**What the task asks**
Check every line of the data and copy the ones where "usize" appears.

Records shown: Begin

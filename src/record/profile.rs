//! Profiling record: final occurrence count per concurrency unit.
//!
//! Threaded variants write one `thread=<id>, fi_index=<count>` line per
//! thread followed by an aggregate `fi_index=<sum>` line. Single counter
//! variants write the aggregate line only.

use super::{Record, Schema};
use std::fmt;

const THREAD_LINE: Schema = Schema {
    required: &["thread", "fi_index"],
    optional: &[],
    aliases: &[("fi_thread", "thread")],
};

const TOTAL_LINE: Schema = Schema {
    required: &["fi_index"],
    optional: &[],
    aliases: &[],
};

/// Occurrence count observed by one thread.
#[derive(Clone, Copy, Debug, PartialEq, Eq)]
pub struct UnitCount {
    pub thread: usize,
    pub count: u64,
}

#[derive(Clone, Debug, Default, PartialEq, Eq)]
pub struct ProfileRecord {
    /// Per-thread counts, empty for single counter variants.
    pub units: Vec<UnitCount>,
    pub total: u64,
}

impl ProfileRecord {
    /// Profile of a variant with a single counter.
    pub fn single(total: u64) -> Self {
        Self {
            units: Vec::new(),
            total,
        }
    }

    /// Profile of a threaded variant. The total is the sum of `counts`.
    pub fn per_thread(counts: &[u64]) -> Self {
        Self {
            units: counts
                .iter()
                .enumerate()
                .map(|(thread, &count)| UnitCount { thread, count })
                .collect(),
            total: counts.iter().sum(),
        }
    }

    /// Count of `thread`, or the total for single counter profiles.
    pub fn count_of(&self, thread: usize) -> Option<u64> {
        if self.units.is_empty() {
            return (thread == 0).then_some(self.total);
        }
        self.units
            .iter()
            .find(|unit| unit.thread == thread)
            .map(|unit| unit.count)
    }

    /// Parses the content of a profiling file.
    ///
    /// # Arguments
    ///
    /// * `content` - Whole file content.
    ///
    /// # Returns
    ///
    /// * `Result<Self, String>` - The profile, or a description of the first bad line.
    pub fn parse(content: &str) -> Result<Self, String> {
        let mut units = Vec::new();
        let mut total = None;
        for (number, line) in content
            .lines()
            .map(str::trim)
            .enumerate()
            .filter(|(_, line)| !line.is_empty())
        {
            let failed = |e: String| format!("line {}: {}", number + 1, e);
            if total.is_some() {
                return Err(failed("record after the aggregate line".to_string()));
            }
            let record: Record = line.parse().map_err(failed)?;
            if record.raw("thread").is_some() || record.raw("fi_thread").is_some() {
                let record = THREAD_LINE.parse(line).map_err(failed)?;
                let thread: usize = record.get("thread").map_err(failed)?;
                if units.iter().any(|unit: &UnitCount| unit.thread == thread) {
                    return Err(failed(format!("thread {} listed twice", thread)));
                }
                units.push(UnitCount {
                    thread,
                    count: record.get("fi_index").map_err(failed)?,
                });
            } else {
                let record = TOTAL_LINE.parse(line).map_err(failed)?;
                total = Some(record.get::<u64>("fi_index").map_err(failed)?);
            }
        }
        let sum: u64 = units.iter().map(|unit| unit.count).sum();
        let total = match total {
            Some(total) => total,
            None if !units.is_empty() => sum,
            None => return Err("profile holds no counts".to_string()),
        };
        if !units.is_empty() && total != sum {
            return Err(format!(
                "aggregate fi_index={} differs from the per-thread sum {}",
                total, sum
            ));
        }
        Ok(Self { units, total })
    }
}

impl fmt::Display for ProfileRecord {
    fn fmt(&self, f: &mut fmt::Formatter<'_>) -> fmt::Result {
        for unit in &self.units {
            writeln!(
                f,
                "{}",
                Record::new()
                    .with("thread", unit.thread)
                    .with("fi_index", unit.count)
            )?;
        }
        writeln!(f, "{}", Record::new().with("fi_index", self.total))
    }
}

Records shown: End

**Problem solution**
    pub thread: usize,
    pub fn count_of(&self, thread: usize) -> Option<u64> {
                let thread: usize = record.get("thread").map_err(failed)?;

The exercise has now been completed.